Some of these products are difficult or expensive to procure in homebrew quantities; but with increased demand, it’s likely more companies will come along willing to create packaging more suited to a smaller scale.
4 Kalsec Advanced Hop Bitter Extracts
6 Oxford Companion to Beer: Hop Extracts p. 456
Nitro Stonefruit Sour
(5 gallons/19 L, all-grain)
OG = 1.044 FG = 1.011
SRM = 3 IBU = 6 ABV = 4.3%
The vanilla helps to make a more sherbet-like balance. You can add lactose to taste at packaging if you want more sweetness.

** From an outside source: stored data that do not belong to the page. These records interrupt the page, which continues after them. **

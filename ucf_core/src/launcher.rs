use crate::cancel::CancellationToken;
use crate::invocation::FuzzerInvocation;
use serde::Serialize;
use std::path::PathBuf;
use std::process::{Child, Command, ExitStatus};
use std::time::{Duration, Instant};
use thiserror::Error;

#[derive(Error, Debug)]
pub enum LaunchError {
    #[error("Failed to spawn {program:?}: {source}")]
    Spawn {
        program: PathBuf,
        #[source]
        source: std::io::Error,
    },

    #[error("Could not compose PATH for the fuzzer: {0}")]
    SearchPath(#[from] std::env::JoinPathsError),

    #[error("Error waiting for fuzzer process: {0}")]
    Wait(#[source] std::io::Error),

    #[error("Failed to kill fuzzer process: {0}")]
    Kill(#[source] std::io::Error),

    /// The engine ran and terminated unsuccessfully.
    #[error("afl-fuzz {description}")]
    Exited {
        code: Option<i32>,
        description: String,
    },
}

#[derive(Debug, Clone, Copy, PartialEq, Eq, Serialize)]
#[serde(rename_all = "kebab-case")]
pub enum LaunchOutcome {
    /// The engine exited with status 0 on its own.
    Completed,
    /// The operator cancelled the node; the engine was stopped.
    Cancelled,
}

/// Runs a fuzzer invocation to completion.
pub trait Launcher {
    fn launch(
        &mut self,
        invocation: &FuzzerInvocation,
        cancel: &CancellationToken,
    ) -> Result<LaunchOutcome, LaunchError>;
}

/// Launches afl-fuzz as a child process sharing the terminal.
#[derive(Debug, Clone)]
pub struct ProcessLauncher {
    shutdown_grace: Duration,
    poll_interval: Duration,
}

impl ProcessLauncher {
    pub fn new(shutdown_grace: Duration) -> Self {
        Self {
            shutdown_grace,
            poll_interval: Duration::from_millis(50),
        }
    }

    fn build_command(&self, invocation: &FuzzerInvocation) -> Result<Command, LaunchError> {
        let mut cmd = Command::new(&invocation.program);
        cmd.args(&invocation.args);
        cmd.envs(&invocation.env);
        cmd.env("PATH", invocation.search_path(std::env::var_os("PATH"))?);
        Ok(cmd)
    }

    /// Waits for the child, stopping it once cancellation outlives the grace period.
    fn wait_with_cancel(
        &self,
        mut child: Child,
        cancel: &CancellationToken,
    ) -> Result<(ExitStatus, bool), LaunchError> {
        let mut cancelled_at: Option<Instant> = None;

        loop {
            match child.try_wait() {
                Ok(Some(status)) => return Ok((status, cancelled_at.is_some())),
                Ok(None) => {
                    if cancelled_at.is_none() && cancel.is_cancelled() {
                        tracing::info!(
                            grace = ?self.shutdown_grace,
                            "cancellation requested, waiting for afl-fuzz to shut down"
                        );
                        request_shutdown(&child);
                        cancelled_at = Some(Instant::now());
                    }
                    if let Some(at) = cancelled_at {
                        if at.elapsed() >= self.shutdown_grace {
                            tracing::warn!("afl-fuzz did not exit in time, killing it");
                            child.kill().map_err(LaunchError::Kill)?;
                            let status = child.wait().map_err(LaunchError::Wait)?;
                            return Ok((status, true));
                        }
                    }
                    std::thread::sleep(self.poll_interval);
                }
                Err(e) => return Err(LaunchError::Wait(e)),
            }
        }
    }
}

impl Default for ProcessLauncher {
    fn default() -> Self {
        Self::new(Duration::from_secs(5))
    }
}

impl Launcher for ProcessLauncher {
    fn launch(
        &mut self,
        invocation: &FuzzerInvocation,
        cancel: &CancellationToken,
    ) -> Result<LaunchOutcome, LaunchError> {
        if cancel.is_cancelled() {
            tracing::info!("cancelled before launch, not starting afl-fuzz");
            return Ok(LaunchOutcome::Cancelled);
        }

        let mut cmd = self.build_command(invocation)?;
        tracing::info!(command = %invocation.command_line(), "launching fuzzer");

        let child = cmd.spawn().map_err(|source| LaunchError::Spawn {
            program: invocation.program.clone(),
            source,
        })?;
        tracing::debug!(pid = child.id(), "fuzzer started");

        let (status, cancelled) = self.wait_with_cancel(child, cancel)?;
        if cancelled {
            tracing::info!(%status, "fuzzer stopped after cancellation");
            return Ok(LaunchOutcome::Cancelled);
        }
        if status.success() {
            return Ok(LaunchOutcome::Completed);
        }
        Err(LaunchError::Exited {
            code: status.code(),
            description: describe_status(&status),
        })
    }
}

/// Asks the engine to stop so it can flush its state. The terminal's SIGINT
/// only reaches it when the whole process group was interrupted.
#[cfg(unix)]
fn request_shutdown(child: &Child) {
    use nix::sys::signal::{Signal, kill};
    use nix::unistd::Pid;

    let Ok(pid) = i32::try_from(child.id()) else {
        return;
    };
    if let Err(e) = kill(Pid::from_raw(pid), Signal::SIGTERM) {
        tracing::debug!(pid, error = %e, "could not signal afl-fuzz");
    }
}

#[cfg(not(unix))]
fn request_shutdown(_child: &Child) {}

fn describe_status(status: &ExitStatus) -> String {
    if let Some(code) = status.code() {
        return format!("exited with code {code}");
    }
    #[cfg(unix)]
    {
        use std::os::unix::process::ExitStatusExt;
        if let Some(signal) = status.signal() {
            return format!("terminated by signal {signal}");
        }
    }
    "exited abnormally".to_string()
}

The hop extract increases head retention, improving the perceived creaminess of the body and appearance of the beer. Lowering the pH before souring reduces protein breakdown by the bacteria, improving body and head retention.

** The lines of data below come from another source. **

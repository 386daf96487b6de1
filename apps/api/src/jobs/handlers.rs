use axum::{extract::State, Json};
use serde::Serialize;

use crate::enrichment::enrich_listings;
use crate::errors::AppError;
use crate::jobs::query::{build_search_query, validate, SearchJobsRequest};
use crate::models::enriched::EnrichedListing;
use crate::search_client::SearchError;
use crate::state::AppState;

#[derive(Debug, Serialize)]
pub struct SearchJobsResponse {
    pub jobs: Vec<EnrichedListing>,
}

/// POST /api/v1/jobs/search
pub async fn handle_search_jobs(
    State(state): State<AppState>,
    Json(req): Json<SearchJobsRequest>,
) -> Result<Json<SearchJobsResponse>, AppError> {
    validate(&req)?;

    let api_key = req
        .api_key
        .clone()
        .filter(|key| !key.trim().is_empty())
        .or_else(|| state.config.search_api_key.clone())
        .ok_or(AppError::MissingCredential)?;

    let query = build_search_query(&req);
    let raw = state
        .search
        .search(&query, &api_key)
        .await
        .map_err(|e| match e {
            SearchError::Api { status, message } => AppError::Upstream { status, message },
            SearchError::Http(e) => AppError::Internal(e.into()),
        })?;

    let jobs = enrich_listings(raw, req.job_profile.trim(), state.companies.as_ref()).await;
    Ok(Json(SearchJobsResponse { jobs }))
}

9 lbs. (4.1 kg) Dingemans Pilsen malt
2 lbs. (0.91 kg) flaked oats
1 vanilla bean (day 5)
6 lbs. (2.7 kg) white nectarines, sliced or pureed (day 7)
4 lbs. (1.8 kg) white peaches, sliced or pureed (day 7)
1 Tbsp. lactic acid
1 g Kalsec Tetralone (tetra iso extract) (keg or bottling bucket)

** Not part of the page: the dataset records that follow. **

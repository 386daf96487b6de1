use axum::{
    http::StatusCode,
    response::{IntoResponse, Response},
    Json,
};
use serde_json::json;
use thiserror::Error;

/// Application-level error type.
/// Implements `IntoResponse` so Axum handlers can return `Result<T, AppError>`.
#[derive(Debug, Error)]
pub enum AppError {
    #[error("Validation error: {0}")]
    Validation(String),

    #[error("No usable search API key")]
    MissingCredential,

    #[error("Search provider error (status {status}): {message}")]
    Upstream { status: u16, message: String },

    #[error("Internal server error: {0}")]
    Internal(#[from] anyhow::Error),
}

impl IntoResponse for AppError {
    fn into_response(self) -> Response {
        let (status, message) = match self {
            AppError::Validation(msg) => (StatusCode::BAD_REQUEST, msg),
            AppError::MissingCredential => (
                StatusCode::UNAUTHORIZED,
                "No search API key provided and none configured".to_string(),
            ),
            // The provider's status and message are forwarded verbatim
            AppError::Upstream { status, message } => (
                StatusCode::from_u16(status).unwrap_or(StatusCode::BAD_GATEWAY),
                message,
            ),
            AppError::Internal(e) => {
                tracing::error!("Internal error: {e:?}");
                (
                    StatusCode::INTERNAL_SERVER_ERROR,
                    "An internal server error occurred".to_string(),
                )
            }
        };

        (status, Json(json!({ "error": message }))).into_response()
    }
}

2 GoodBelly Straight Shot (Lactobacillus plantarum)
Safale S-04 or Wyeast 1099 (Whitbread Ale) yeast
4 oz. (113 g) table sugar (if priming)
Step by Step
My water profile was as follows, 85 ppm calcium, 75 ppm chloride, 90 ppm sulfate, 15 ppm sodium, 10 ppm magnesium, and 90 ppm bicarbonate. Mash at 152 °F (67 °C) for 45 min. The wort is not boiled, only heated to 170 °F (77 °C), then chill to 85 °F (29 °C). Pitch two Goodbelly Straight Shots or another source of Lactobacillus brevis or Lactobacillus plantarum of your choice. Lower wort pH to 4.4-4.5 with approximately 1 Tbsp. (15 mL) of lactic acid. Leave at 68-70 °F (20-21 °C) to sour. After 24–36 hours of souring, aerate and pitch rehydrated S-04 or an English ale yeast strain of your choice. You may want to pasteurize the wort prior to pitching the brewer’s yeast if you want to mitigate the risk of Lacto infection in your brewery.
After five days, add one vanilla bean, split lengthwise. After a week, add fruit. Slice or puree the fruit discarding the pits but retaining the skins. After two weeks on the fruit, package adding the hop extract to the keg or bottling bucket while siphoning the beer. If serving on nitrogen, chill and pressurize to 20-25 PSI with beer gas. Otherwise, package the beer as you normally would.